Source information: Begin
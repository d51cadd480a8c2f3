use crate::tensor::{Dims, ITensor, Tensor};
use approx::{AbsDiffEq, RelativeEq};
use std::iter::zip;

impl<T: AbsDiffEq, D: Dims> AbsDiffEq for Tensor<T, D>
where
    T::Epsilon: Copy,
{
    type Epsilon = T::Epsilon;

    fn default_epsilon() -> Self::Epsilon {
        T::default_epsilon()
    }

    fn abs_diff_eq(&self, other: &Self, epsilon: Self::Epsilon) -> bool {
        self.dims() == other.dims() && zip(self.as_ref(), other.as_ref()).all(|(a, b)| T::abs_diff_eq(a, b, epsilon))
    }
}

impl<T: RelativeEq, D: Dims> RelativeEq for Tensor<T, D>
where
    T::Epsilon: Copy,
{
    fn default_max_relative() -> Self::Epsilon {
        T::default_max_relative()
    }

    fn relative_eq(&self, other: &Self, epsilon: Self::Epsilon, max_relative: Self::Epsilon) -> bool {
        self.dims() == other.dims()
            && zip(self.as_ref(), other.as_ref()).all(|(a, b)| T::relative_eq(a, b, epsilon, max_relative))
    }
}

#[cfg(test)]
mod test {
    use crate::tensor;
    use crate::tensor::Tensor2;
    use approx::{assert_abs_diff_eq, assert_abs_diff_ne, assert_relative_eq};

    #[test]
    fn test_approx_eq() {
        let a: Tensor2<f64> = tensor![[1.0, 2.0], [3.0, 4.0]];
        let b: Tensor2<f64> = tensor![[1.0 + 1e-9, 2.0], [3.0, 4.0 - 1e-9]];
        assert_abs_diff_eq!(a, b, epsilon = 1e-6);
        assert_relative_eq!(a, b, max_relative = 1e-6);
        let c: Tensor2<f64> = tensor![[1.0, 2.0, 3.0, 4.0]];
        assert_abs_diff_ne!(a, c, epsilon = 1e-6);
    }
}
impl<B, O> Trainer<B, O>
where
    B: Backend,
    O: Optimizer<B::Float>,
{
    pub fn with_optimizer(net: Net<B>, config: TrainConfig, optimizer: O) -> Self {
        Trainer {
            net,
            optimizer,
            config,
            loss: LossFn::MSE,
            history: Vec::new(),
        }
    }

    /// Trains for `config.epochs` epochs and returns the best held-out error.
    ///
    /// Training rows are visited in their stored order and the optimizer starts from a clean
    /// state on every call. The network is left in [`NetMode::Eval`], holding the best
    /// parameters when `restore_best` is set and the last ones otherwise.
    pub fn run(&mut self, train: &Dataset<B::Float>, test: &Dataset<B::Float>) -> Result<TrainReport<B::Float>> {
        self.config.validate(train.len())?;
        self.check_width("train features", train)?;
        self.check_width("test features", test)?;

        let TrainConfig {
            epochs,
            batch_size,
            learning_rate,
            restore_best,
        } = self.config;
        self.optimizer.reset();
        self.optimizer.set_learning_rate(learning_rate);
        self.history.clear();
        self.history.reserve(epochs);

        info!(
            "training {} parameters for {epochs} epochs on {} rows, holding out {} rows",
            self.net.num_params(),
            train.len(),
            test.len()
        );

        let mut tracker = BestTracker::default();
        for epoch in 0..epochs {
            self.net.set_mode(NetMode::Train);
            for (batch_idx, batch) in train.batches(batch_size).enumerate() {
                self.net.zero_grad();
                let loss = self.net.train_batch(&batch.features, &batch.targets, &self.loss)?;
                if !loss.is_finite() {
                    return Err(Error::NonFinite {
                        context: "batch loss",
                        epoch: Some(epoch),
                        batch: Some(batch_idx),
                        value: loss,
                    });
                }
                debug!("epoch {epoch} batch {batch_idx}: loss {loss:.6}");

                let mut params = self.net.params_and_grads();
                let bad_grad = params.iter().flat_map(|pg| pg.grad.iter()).find(|g| !g.is_finite());
                if let Some(value) = bad_grad {
                    return Err(Error::NonFinite {
                        context: "gradient",
                        epoch: Some(epoch),
                        batch: Some(batch_idx),
                        value: value.as_f64(),
                    });
                }
                self.optimizer.step(&mut params)?;
            }

            self.net.set_mode(NetMode::Eval);
            let error = self.net.evaluate(test.features(), test.targets(), &self.loss)?;
            if !error.is_finite() {
                return Err(Error::NonFinite {
                    context: "held-out error",
                    epoch: Some(epoch),
                    batch: None,
                    value: error,
                });
            }
            self.history.push(error);

            let net = &self.net;
            if tracker.observe(epoch, error, || net.snapshot()) {
                info!("epoch {epoch}: held-out mse {error:.4} (new best)");
            } else {
                info!("epoch {epoch}: held-out mse {error:.4}");
            }
        }

        let (best_epoch, best_error, best_params) = tracker
            .into_best()
            .ok_or_else(|| Error::invalid_config("no epoch produced a held-out error"))?;
        if restore_best {
            self.net.restore(&best_params)?;
            debug!("restored parameters of epoch {best_epoch}");
        }
        info!("best held-out mse {best_error:.4} at epoch {best_epoch}");

        Ok(TrainReport {
            best_error,
            best_epoch,
            history: self.history.clone(),
            best_params,
        })
    }

    fn check_width(&self, context: &'static str, dataset: &Dataset<B::Float>) -> Result<()> {
        if dataset.num_features() != self.net.input_size() {
            return Err(Error::DimensionMismatch {
                context,
                expected: self.net.input_size(),
                actual: dataset.num_features(),
            });
        }
        Ok(())
    }

    #[inline]
    pub fn net(&self) -> &Net<B> {
        &self.net
    }

    #[inline]
    pub fn net_mut(&mut self) -> &mut Net<B> {
        &mut self.net
    }

    #[inline]
    pub fn config(&self) -> &TrainConfig {
        &self.config
    }

    /// Held-out errors of the last run
    #[inline]
    pub fn history(&self) -> &[f64] {
        &self.history
    }
}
Source information: End
### Work instructions
Your answer should be the lines from the one containing "pub fn net(&self)" through the last line of the records, repeated exactly and with nothing added.

### Output
    pub fn net(&self) -> &Net<B> {
        &self.net
    }

    #[inline]
    pub fn net_mut(&mut self) -> &mut Net<B> {
        &mut self.net
    }

    #[inline]
    pub fn config(&self) -> &TrainConfig {
        &self.config
    }

    /// Held-out errors of the last run
    #[inline]
    pub fn history(&self) -> &[f64] {
        &self.history
    }
}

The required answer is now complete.